75% of fiscal adjustment measures will be introduced as early as 2013. The rest should come into force from 2014 onwards. It has been promised for now that the government will reduce the spending in public health, military protection, education and the cost of local government organizations by about two billion euro through structural reforms. If the government fails to address the objectives within the defined period, a new cut in wages and pensions will be necessary, and maybe another increase in taxes. Nothing has been mentioned about reducing the number of public employees.
As for the budget cuts, the government relies on:
- Extending the minimum work experience for retirement from 15 to 20 years.
- Reducing the supplementary occupational pensions by 1% to 15% for amounts between 1,000 and 2,000 euro according to a scale.
- Cancelling the 13th and 14th pension of those insured with the agricultural fund and receiving the lowest pension of 320 euro.
- A ceiling of the pensions of older unmarried women and bachelors to 720 euro.
- Reducing the social benefits for the disabled and disadvantaged
- Reducing the pensions and salaries of uniformed personnel and military by 12%
- Reducing the wages in the public sector by 25% -30% on average.

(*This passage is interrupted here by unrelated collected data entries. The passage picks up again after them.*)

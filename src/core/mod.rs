//! Core types shared across the updater.
//!
//! Currently this is the error taxonomy and its user-facing rendering; see
//! [`error`].

pub mod error;

pub use error::{CatalogError, ErrorContext, UpdateError, user_friendly_error};
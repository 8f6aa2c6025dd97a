//! Fixtures for install directories, catalog mirrors, and patch archives.

use crate::constants::{PATCH_KEY, VERSION_KEY};
use crate::updater::version::marker_path;
use std::io::{Cursor, Write};
use std::path::{Path, PathBuf};
use tempfile::TempDir;
use zip::ZipWriter;
use zip::write::SimpleFileOptions;

/// Build an in-memory zip archive from `(name, content)` pairs.
pub fn zip_bytes(entries: &[(&str, &str)]) -> Vec<u8> {
    let mut writer = ZipWriter::new(Cursor::new(Vec::new()));
    for (name, content) in entries {
        writer
            .start_file(*name, SimpleFileOptions::default())
            .expect("start zip entry");
        writer.write_all(content.as_bytes()).expect("write zip entry");
    }
    writer.finish().expect("finish zip").into_inner()
}

/// Write a zip archive to `path`.
pub fn write_zip(path: &Path, entries: &[(&str, &str)]) {
    if let Some(parent) = path.parent() {
        std::fs::create_dir_all(parent).expect("create archive directory");
    }
    std::fs::write(path, zip_bytes(entries)).expect("write archive");
}

/// A temporary install directory containing a version marker.
pub struct InstallFixture {
    _temp: TempDir,
    path: PathBuf,
}

impl InstallFixture {
    pub fn with_version(version: &str) -> Self {
        let temp = TempDir::new().expect("create temp dir");
        let path = temp.path().join("app");
        std::fs::create_dir_all(&path).expect("create install dir");
        std::fs::write(marker_path(&path), format!("{version}\n")).expect("write marker");
        Self { _temp: temp, path }
    }

    /// An install directory without a version marker.
    pub fn without_marker() -> Self {
        let temp = TempDir::new().expect("create temp dir");
        let path = temp.path().join("app");
        std::fs::create_dir_all(&path).expect("create install dir");
        Self { _temp: temp, path }
    }

    pub fn path(&self) -> &Path {
        &self.path
    }

    pub fn read(&self, relative: &str) -> Option<String> {
        std::fs::read_to_string(self.path.join(relative)).ok()
    }

    pub fn installed_version(&self) -> Option<String> {
        self.read(crate::constants::VERSION_MARKER_FILE)
            .map(|content| content.lines().next().unwrap_or_default().to_string())
    }

    /// Names of entries directly inside the install directory.
    pub fn entries(&self) -> Vec<String> {
        let mut names: Vec<String> = std::fs::read_dir(&self.path)
            .expect("read install dir")
            .filter_map(Result::ok)
            .map(|e| e.file_name().to_string_lossy().into_owned())
            .collect();
        names.sort();
        names
    }
}

/// A local catalog directory laid out like the published bucket.
pub struct MirrorFixture {
    temp: TempDir,
}

impl MirrorFixture {
    pub fn new() -> Self {
        Self {
            temp: TempDir::new().expect("create temp dir"),
        }
    }

    /// Publish `version` together with a patch archive of `entries`.
    pub fn published(version: &str, entries: &[(&str, &str)]) -> Self {
        let mirror = Self::new();
        mirror.put(VERSION_KEY, version.as_bytes());
        mirror.put(PATCH_KEY, &zip_bytes(entries));
        mirror
    }

    pub fn put(&self, key: &str, bytes: &[u8]) {
        let path = self.temp.path().join(key);
        if let Some(parent) = path.parent() {
            std::fs::create_dir_all(parent).expect("create mirror dir");
        }
        std::fs::write(path, bytes).expect("write mirror key");
    }

    pub fn path(&self) -> &Path {
        self.temp.path()
    }
}

impl Default for MirrorFixture {
    fn default() -> Self {
        Self::new()
    }
}
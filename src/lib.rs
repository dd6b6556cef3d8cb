pub mod application;
pub mod bootstrap;
pub mod config;
pub mod domain;
pub mod infrastructure;
pub mod shared;
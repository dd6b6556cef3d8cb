mod helpers;

use std::sync::Arc;

use fielddesk::application::services::{AssignmentService, AssignmentTarget};
use fielddesk::domain::entities::{Assignee, BookingStatus};
use fielddesk::domain::errors::DomainError;
use fielddesk::shared::events::LocalEventBus;

use helpers::*;

fn service(api: Arc<FakeDispatchApi>) -> AssignmentService {
    AssignmentService::new(api, Arc::new(LocalEventBus::default()))
}

#[tokio::test]
async fn assigning_an_agent_clears_the_dispatcher_in_one_request() {
    let api = FakeDispatchApi::new();
    let mut owned = booking(1, BookingStatus::Scheduled);
    owned.dispatcher_id = Some(4);
    owned.dispatcher_name = Some("Dana".to_string());
    api.set_bookings(vec![owned.clone()]).await;

    let service = service(api.clone());
    let patch = service
        .assign(
            &dispatcher_session(),
            &owned,
            AssignmentTarget::ToAgent {
                agent_id: 7,
                agent_name: Some("Lisa Nguyen".to_string()),
            },
        )
        .await
        .unwrap();

    // Exactly one request went out, carrying only the agent field.
    let updates = api.recorded_updates.lock().await;
    assert_eq!(updates.len(), 1);
    assert_eq!(updates[0].1, serde_json::json!({"agentId": 7}));

    // The server cleared the dispatcher as part of the same write.
    let stored = &api.bookings.lock().await[0];
    assert_eq!(stored.assignee(), Assignee::Agent(7));
    assert_eq!(stored.dispatcher_id, None);

    // The optimistic patch produces the same single-owner state locally,
    // with no intermediate both-assigned moment.
    let mut local = owned.clone();
    patch.apply(&mut local);
    assert_eq!(local.agent_id, Some(7));
    assert_eq!(local.agent_name.as_deref(), Some("Lisa Nguyen"));
    assert_eq!(local.dispatcher_id, None);
    assert_eq!(local.dispatcher_name, None);
}

#[tokio::test]
async fn unassigning_sends_an_explicit_null() {
    let api = FakeDispatchApi::new();
    let mut owned = booking(1, BookingStatus::Scheduled);
    owned.agent_id = Some(7);
    api.set_bookings(vec![owned.clone()]).await;

    let service = service(api.clone());
    let patch = service
        .assign(&dispatcher_session(), &owned, AssignmentTarget::Unassign)
        .await
        .unwrap();

    let updates = api.recorded_updates.lock().await;
    assert_eq!(updates[0].1, serde_json::json!({"agentId": null}));

    let mut local = owned.clone();
    patch.apply(&mut local);
    assert_eq!(local.assignee(), Assignee::Unassigned);
}

#[tokio::test]
async fn dispatcher_self_assignment_claims_the_booking() {
    let api = FakeDispatchApi::new();
    let mut owned = booking(1, BookingStatus::Scheduled);
    owned.agent_id = Some(7);
    api.set_bookings(vec![owned.clone()]).await;

    let service = service(api.clone());
    let patch = service
        .assign(&dispatcher_session(), &owned, AssignmentTarget::ToSelf)
        .await
        .unwrap();

    let updates = api.recorded_updates.lock().await;
    assert_eq!(updates[0].1, serde_json::json!({"assign_to_self": true}));

    let stored = &api.bookings.lock().await[0];
    assert_eq!(stored.assignee(), Assignee::Dispatcher(FAKE_SELF_ID));

    let mut local = owned.clone();
    patch.apply(&mut local);
    assert_eq!(local.dispatcher_id, Some(FAKE_SELF_ID));
    assert_eq!(local.agent_id, None);
}

#[tokio::test]
async fn self_assignment_is_not_offered_to_admins() {
    let api = FakeDispatchApi::new();
    let owned = booking(1, BookingStatus::Scheduled);
    api.set_bookings(vec![owned.clone()]).await;

    let service = service(api.clone());
    let result = service
        .assign(&admin_session(), &owned, AssignmentTarget::ToSelf)
        .await;

    assert!(matches!(result, Err(DomainError::Forbidden(_))));
    assert!(api.recorded_updates.lock().await.is_empty());
}

#[tokio::test]
async fn admins_may_still_assign_and_unassign() {
    let api = FakeDispatchApi::new();
    let owned = booking(1, BookingStatus::Scheduled);
    api.set_bookings(vec![owned.clone()]).await;

    let service = service(api.clone());
    service
        .assign(
            &admin_session(),
            &owned,
            AssignmentTarget::ToAgent {
                agent_id: 12,
                agent_name: None,
            },
        )
        .await
        .unwrap();

    assert_eq!(api.bookings.lock().await[0].assignee(), Assignee::Agent(12));
}

#[tokio::test]
async fn field_agents_have_a_read_only_view_of_assignment() {
    let api = FakeDispatchApi::new();
    let owned = booking(1, BookingStatus::Scheduled);
    api.set_bookings(vec![owned.clone()]).await;

    let service = service(api.clone());
    for target in [
        AssignmentTarget::ToAgent {
            agent_id: 9,
            agent_name: None,
        },
        AssignmentTarget::Unassign,
        AssignmentTarget::ToSelf,
    ] {
        let result = service.assign(&field_agent_session(9), &owned, target).await;
        assert!(matches!(result, Err(DomainError::Forbidden(_))));
    }
    assert!(api.recorded_updates.lock().await.is_empty());
}
use std::env;
use std::time::Duration;

#[derive(Clone, Debug)]
pub struct Config {
    pub api_base_url: String,
    pub geocoder_url: String,
    pub geocoder_user_agent: String,
    pub login_email: String,
    pub login_password: String,
    pub region_id: Option<i64>,
    pub poll_interval: Duration,
    pub pause_safety: Duration,
}

impl Config {
    pub fn from_env() -> Result<Self, ConfigError> {
        // Load .env file if it exists
        dotenvy::dotenv().ok();

        let api_base_url = env::var("DISPATCH_API_URL")
            .unwrap_or_else(|_| "http://127.0.0.1:8000/api".to_string());

        let geocoder_url = env::var("GEOCODER_URL")
            .unwrap_or_else(|_| "https://nominatim.openstreetmap.org".to_string());

        // The geocoding service rejects anonymous clients.
        let geocoder_user_agent = env::var("GEOCODER_USER_AGENT")
            .unwrap_or_else(|_| "fielddesk/0.1 (dispatch@fielddesk.example)".to_string());

        let login_email = env::var("DISPATCH_EMAIL").map_err(|_| ConfigError::MissingEmail)?;

        let login_password =
            env::var("DISPATCH_PASSWORD").map_err(|_| ConfigError::MissingPassword)?;

        let region_id = match env::var("DISPATCH_REGION_ID") {
            Ok(value) => Some(value.parse().map_err(|_| ConfigError::InvalidRegionId)?),
            Err(_) => None,
        };

        let poll_interval = env::var("POLL_INTERVAL_SECS")
            .unwrap_or_else(|_| "30".to_string())
            .parse()
            .map(Duration::from_secs)
            .unwrap_or(Duration::from_secs(30));

        let pause_safety = env::var("PAUSE_SAFETY_SECS")
            .unwrap_or_else(|_| "300".to_string())
            .parse()
            .map(Duration::from_secs)
            .unwrap_or(Duration::from_secs(300));

        Ok(Config {
            api_base_url,
            geocoder_url,
            geocoder_user_agent,
            login_email,
            login_password,
            region_id,
            poll_interval,
            pause_safety,
        })
    }
}

#[derive(Debug, thiserror::Error)]
pub enum ConfigError {
    #[error("DISPATCH_EMAIL environment variable not set")]
    MissingEmail,

    #[error("DISPATCH_PASSWORD environment variable not set")]
    MissingPassword,

    #[error("DISPATCH_REGION_ID must be an integer")]
    InvalidRegionId,
}
use fielddesk::bootstrap;
use fielddesk::config::Config;
use fielddesk::domain::ports::DispatchApi;
use fielddesk::domain::services::QueueBoard;
use fielddesk::shared::events::{EventBus, SystemEvent};
use tokio_stream::StreamExt;
use tracing_subscriber::{layer::SubscriberExt, util::SubscriberInitExt};

#[tokio::main]
async fn main() -> anyhow::Result<()> {
    // Initialize tracing
    tracing_subscriber::registry()
        .with(
            tracing_subscriber::EnvFilter::try_from_default_env()
                .unwrap_or_else(|_| "fielddesk=debug".into()),
        )
        .with(tracing_subscriber::fmt::layer())
        .init();

    // Load configuration
    let config = Config::from_env()?;
    tracing::info!("Configuration loaded");

    // Log in and start the polling engine
    let state = bootstrap::build_app_state(&config).await?;
    tracing::info!(
        "dispatch console connected, polling every {}s",
        config.poll_interval.as_secs()
    );

    let mut events = state.events.subscribe();
    loop {
        tokio::select! {
            _ = tokio::signal::ctrl_c() => {
                tracing::info!("interrupt received, shutting down");
                break;
            }
            event = events.next() => match event {
                Some(Ok(SystemEvent::BookingsRefreshed { count, .. })) => {
                    let board = QueueBoard::partition(&state.feed.bookings().await);
                    tracing::info!(
                        "{} bookings | global scheduled/enroute/on-site/completed {:?} | team {:?}",
                        count,
                        board.global.counts(),
                        board.team.counts()
                    );
                }
                Some(Ok(SystemEvent::SessionExpired { .. })) => {
                    tracing::warn!("session expired, dropping to logged-out state");
                    break;
                }
                Some(Ok(event)) => tracing::debug!("event: {:?}", event),
                Some(Err(_)) => {} // lagged behind the bus, keep going
                None => break,
            }
        }
    }

    state.feed.shutdown();
    if let Err(e) = state.api.logout().await {
        tracing::debug!("logout failed: {}", e);
    }

    Ok(())
}
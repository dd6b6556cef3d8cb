use std::sync::Arc;

use tracing::info;

use crate::domain::entities::{Booking, BookingPatch, BookingUpdate, Session};
use crate::domain::errors::{DomainError, DomainResult};
use crate::domain::ports::DispatchApi;
use crate::shared::events::{EventBus, SystemEvent};

/// Requested new owner for a booking.
#[derive(Debug, Clone, PartialEq, Eq)]
pub enum AssignmentTarget {
    /// Hand the booking to a field agent chosen from the availability search.
    ToAgent {
        agent_id: i64,
        agent_name: Option<String>,
    },
    /// Clear the assignment entirely.
    Unassign,
    /// The dispatcher claims the booking for themselves.
    ToSelf,
}

impl AssignmentTarget {
    /// Wire body for the request. Exactly one assignment field is ever set;
    /// clearing the opposite role's assignment is the server's job.
    fn update(&self) -> BookingUpdate {
        match self {
            AssignmentTarget::ToAgent { agent_id, .. } => BookingUpdate {
                agent_id: Some(Some(*agent_id)),
                ..Default::default()
            },
            AssignmentTarget::Unassign => BookingUpdate {
                agent_id: Some(None),
                ..Default::default()
            },
            AssignmentTarget::ToSelf => BookingUpdate {
                assign_to_self: Some(true),
                ..Default::default()
            },
        }
    }

    /// Optimistic cache patch mirroring what the server will report on the
    /// next poll: the new assignee set and the other role's field cleared,
    /// in one step.
    fn patch(&self, session: &Session) -> BookingPatch {
        match self {
            AssignmentTarget::ToAgent {
                agent_id,
                agent_name,
            } => BookingPatch::assign_agent(*agent_id, agent_name.clone()),
            AssignmentTarget::Unassign => BookingPatch::unassign(),
            AssignmentTarget::ToSelf => BookingPatch::assign_dispatcher(session.user_id, None),
        }
    }
}

/// Service for the assignment protocol. The server enforces authorization;
/// this mirrors it so a session is never offered an action it cannot take.
#[derive(Clone)]
pub struct AssignmentService {
    api: Arc<dyn DispatchApi>,
    events: Arc<dyn EventBus>,
}

impl AssignmentService {
    pub fn new(api: Arc<dyn DispatchApi>, events: Arc<dyn EventBus>) -> Self {
        Self { api, events }
    }

    /// Reassign a booking. Returns the optimistic patch for the caller to
    /// apply to its polled cache; the next poll reconciles with the server.
    pub async fn assign(
        &self,
        session: &Session,
        booking: &Booking,
        target: AssignmentTarget,
    ) -> DomainResult<BookingPatch> {
        // 1. Capability mirror
        if !session.role.can_assign() {
            return Err(DomainError::Forbidden(format!(
                "Role {} may not change assignments",
                session.role
            )));
        }
        if matches!(target, AssignmentTarget::ToSelf) && !session.role.can_self_assign() {
            return Err(DomainError::Forbidden(
                "Only dispatchers may claim a booking for themselves".to_string(),
            ));
        }

        // 2. Single atomic request carrying exactly one assignment field
        let updated = self
            .api
            .update_booking(booking.booking_id, &target.update())
            .await?;

        info!(
            "booking {} assignment changed by user {}",
            booking.booking_id, session.user_id
        );

        // 3. Publish with the server's authoritative view of the new owner
        self.events.publish(SystemEvent::BookingAssigned {
            booking_id: booking.booking_id,
            agent_id: updated.agent_id,
            dispatcher_id: updated.dispatcher_id,
            assigned_by: session.user_id,
            timestamp: chrono::Utc::now().to_rfc3339(),
        });

        // 4. Hand back the patch for immediate local application
        Ok(target.patch(session))
    }
}

#[cfg(test)]
mod tests {
    use super::*;

    #[test]
    fn each_target_serializes_exactly_one_assignment_field() {
        let agent = AssignmentTarget::ToAgent {
            agent_id: 7,
            agent_name: None,
        };
        assert_eq!(
            serde_json::to_value(agent.update()).unwrap(),
            serde_json::json!({"agentId": 7})
        );

        assert_eq!(
            serde_json::to_value(AssignmentTarget::Unassign.update()).unwrap(),
            serde_json::json!({"agentId": null})
        );

        assert_eq!(
            serde_json::to_value(AssignmentTarget::ToSelf.update()).unwrap(),
            serde_json::json!({"assign_to_self": true})
        );
    }
}
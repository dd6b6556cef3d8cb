use regex::Regex;
use std::sync::OnceLock;

fn digits_of(value: &str) -> String {
    static NON_DIGIT: OnceLock<Regex> = OnceLock::new();
    let re = NON_DIGIT.get_or_init(|| Regex::new(r"\D").expect("static regex"));
    re.replace_all(value, "").into_owned()
}

/// Format a phone number for display as the user types, e.g. `(123) 456-7890`.
/// Input beyond ten digits is truncated.
pub fn format_phone_number(value: &str) -> String {
    let digits = digits_of(value);
    let digits = &digits[..digits.len().min(10)];

    match digits.len() {
        0 => String::new(),
        1..=3 => format!("({}", digits),
        4..=6 => format!("({}) {}", &digits[..3], &digits[3..]),
        _ => format!("({}) {}-{}", &digits[..3], &digits[3..6], &digits[6..]),
    }
}

/// True for a complete ten-digit North American number whose area code does
/// not start with 0 or 1.
pub fn is_valid_phone_number(value: &str) -> bool {
    let digits = digits_of(value);
    if digits.len() != 10 {
        return false;
    }
    !matches!(digits.as_bytes()[0], b'0' | b'1')
}
use crate::domain::entities::{
    AgentCandidate, AgentSearchQuery, Booking, BookingUpdate, CreateBooking, DispositionType,
    SaveDisposition, Session,
};
use crate::domain::errors::DomainResult;

/// The dispatch REST backend, seen from the console. The backend owns every
/// booking record; everything returned here is a snapshot subject to
/// staleness and reconciled by polling.
#[async_trait::async_trait]
pub trait DispatchApi: Send + Sync {
    /// Establish a session. The transport keeps the issued cookie and sends
    /// it on every subsequent call.
    async fn login(&self, email: &str, password: &str) -> DomainResult<Session>;

    async fn logout(&self) -> DomainResult<()>;

    /// The full booking collection, optionally narrowed to one region.
    async fn list_bookings(&self, region_id: Option<i64>) -> DomainResult<Vec<Booking>>;

    /// Bookings assigned to one field agent (the agent-facing feed).
    async fn list_agent_bookings(&self, agent_id: i64) -> DomainResult<Vec<Booking>>;

    async fn create_booking(&self, payload: &CreateBooking) -> DomainResult<Booking>;

    async fn update_booking(&self, booking_id: i64, update: &BookingUpdate)
        -> DomainResult<Booking>;

    async fn delete_booking(&self, booking_id: i64) -> DomainResult<()>;

    async fn save_disposition(&self, request: &SaveDisposition) -> DomainResult<()>;

    async fn disposition_types(&self) -> DomainResult<Vec<DispositionType>>;

    /// Candidate agents ranked by the server for a location and time window.
    async fn search_agents(&self, query: &AgentSearchQuery) -> DomainResult<Vec<AgentCandidate>>;
}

- Cancelling the 13th and 14th salaries of employees receiving a salary from the state budget.
- Temporarily suspending the additional payment to the salaries of public workers payable for the importance of their post.
- Putting into force the labour reserve for 15 thousand public workers (without specifying the period for the implementation of the measure).
- Reducing the social benefits for patients with kidney failure.
- Reducing the tax breaks for the disadvantaged or disabled by over 67%.
- Cancelling the large family allowance in the agricultural insurance fund.
- Further cuts in operating costs and expenses for medicines in the public health system.
- Merger of institutions, municipalities and administrative districts.
- Additional cuts in budgets of municipalities.
- Closing a large number of municipal companies.
- Cutting the staff of municipalities.
- Increasing public transport ticket prices by 25%.
- Closing and merging schools, universities and other educational centres.
- Introducing a fee for obtaining a Master degree.
- Reducing the cost of educational materials and resources.